Extracted data entries:
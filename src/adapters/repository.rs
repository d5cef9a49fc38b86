use crate::core::actor::{Actor, ActorRef, Context, Handler, Message};
use crate::core::runtime::Runtime;
use crate::domain::model::Item;
use crate::domain::ports::ItemRepository;
use crate::utils::error::{LabError, Result};
use async_trait::async_trait;

/// Repository state owned by its own actor domain.
///
/// Starts empty unless seeded, so a plain fetch returns no items.
#[derive(Debug, Default)]
pub struct RepositoryActor {
    items: Vec<Item>,
    fail_next: bool,
    fetches: u64,
}

impl RepositoryActor {
    pub fn new() -> Self {
        Self::default()
    }

    pub fn with_items(items: Vec<Item>) -> Self {
        Self {
            items,
            ..Self::default()
        }
    }
}

impl Actor for RepositoryActor {
    fn name(&self) -> &str {
        "RepositoryActor"
    }
}

pub struct FetchItems;

impl Message for FetchItems {
    type Reply = Result<Vec<Item>>;
}

pub struct StoreItem(pub Item);

impl Message for StoreItem {
    type Reply = usize;
}

/// Makes the next fetch fail once.
pub struct FailNextFetch;

impl Message for FailNextFetch {
    type Reply = ();
}

pub struct FetchCount;

impl Message for FetchCount {
    type Reply = u64;
}

#[async_trait]
impl Handler<FetchItems> for RepositoryActor {
    async fn handle(&mut self, _msg: FetchItems, cx: &mut Context<Self>) -> Result<Vec<Item>> {
        self.fetches += 1;
        if std::mem::take(&mut self.fail_next) {
            tracing::warn!("📦 {} fetch #{} failed", cx.id(), self.fetches);
            return Err(LabError::RepositoryError {
                message: format!("fetch #{} was configured to fail", self.fetches),
            });
        }
        tracing::debug!("📦 {} returning {} item(s)", cx.id(), self.items.len());
        Ok(self.items.clone())
    }
}

#[async_trait]
impl Handler<StoreItem> for RepositoryActor {
    async fn handle(&mut self, msg: StoreItem, _cx: &mut Context<Self>) -> usize {
        match self.items.iter_mut().find(|item| item.id == msg.0.id) {
            Some(existing) => *existing = msg.0,
            None => self.items.push(msg.0),
        }
        self.items.len()
    }
}

#[async_trait]
impl Handler<FailNextFetch> for RepositoryActor {
    async fn handle(&mut self, _msg: FailNextFetch, _cx: &mut Context<Self>) {
        self.fail_next = true;
    }
}

#[async_trait]
impl Handler<FetchCount> for RepositoryActor {
    async fn handle(&mut self, _msg: FetchCount, _cx: &mut Context<Self>) -> u64 {
        self.fetches
    }
}

/// `ItemRepository` backed by a `RepositoryActor`.
#[derive(Debug, Clone)]
pub struct ActorItemRepository {
    actor: ActorRef<RepositoryActor>,
}

impl ActorItemRepository {
    pub fn spawn(runtime: &Runtime, seed: Vec<Item>) -> Self {
        Self {
            actor: runtime.spawn_actor(RepositoryActor::with_items(seed)),
        }
    }

    pub fn actor(&self) -> &ActorRef<RepositoryActor> {
        &self.actor
    }

    pub async fn store(&self, item: Item) -> Result<usize> {
        self.actor.ask(StoreItem(item)).await
    }

    pub async fn fail_next_fetch(&self) -> Result<()> {
        self.actor.ask(FailNextFetch).await
    }

    pub async fn fetch_count(&self) -> Result<u64> {
        self.actor.ask(FetchCount).await
    }
}

#[async_trait]
impl ItemRepository for ActorItemRepository {
    async fn fetch_items(&self) -> Result<Vec<Item>> {
        self.actor.ask(FetchItems).await?
    }
}

#[cfg(test)]
mod tests {
    use super::*;
    use crate::core::runtime::RuntimeConfig;

    fn item(id: u64, title: &str) -> Item {
        Item {
            id,
            title: title.to_string(),
        }
    }

    #[tokio::test]
    async fn test_fetch_defaults_to_empty() {
        let runtime = Runtime::new(RuntimeConfig::default());
        let repo = ActorItemRepository::spawn(&runtime, Vec::new());

        assert!(repo.fetch_items().await.unwrap().is_empty());
        assert_eq!(repo.fetch_count().await.unwrap(), 1);
    }

    #[tokio::test]
    async fn test_store_replaces_by_id() {
        let runtime = Runtime::new(RuntimeConfig::default());
        let repo = ActorItemRepository::spawn(&runtime, vec![item(1, "one")]);

        assert_eq!(repo.store(item(2, "two")).await.unwrap(), 2);
        assert_eq!(repo.store(item(1, "uno")).await.unwrap(), 2);

        let items = repo.fetch_items().await.unwrap();
        assert_eq!(items[0].title, "uno");
    }

    #[tokio::test]
    async fn test_failure_is_reported_once() {
        let runtime = Runtime::new(RuntimeConfig::default());
        let repo = ActorItemRepository::spawn(&runtime, vec![item(1, "one")]);

        repo.fail_next_fetch().await.unwrap();
        let err = repo.fetch_items().await.unwrap_err();
        assert!(matches!(err, LabError::RepositoryError { .. }));
        assert_eq!(repo.fetch_items().await.unwrap().len(), 1);
    }
}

*Assignment*: Search the records for the string "type" and report each line that has it.

*Exercise response*:
    type Reply = Result<Vec<Item>>;
    type Reply = usize;
    type Reply = ();
    type Reply = u64;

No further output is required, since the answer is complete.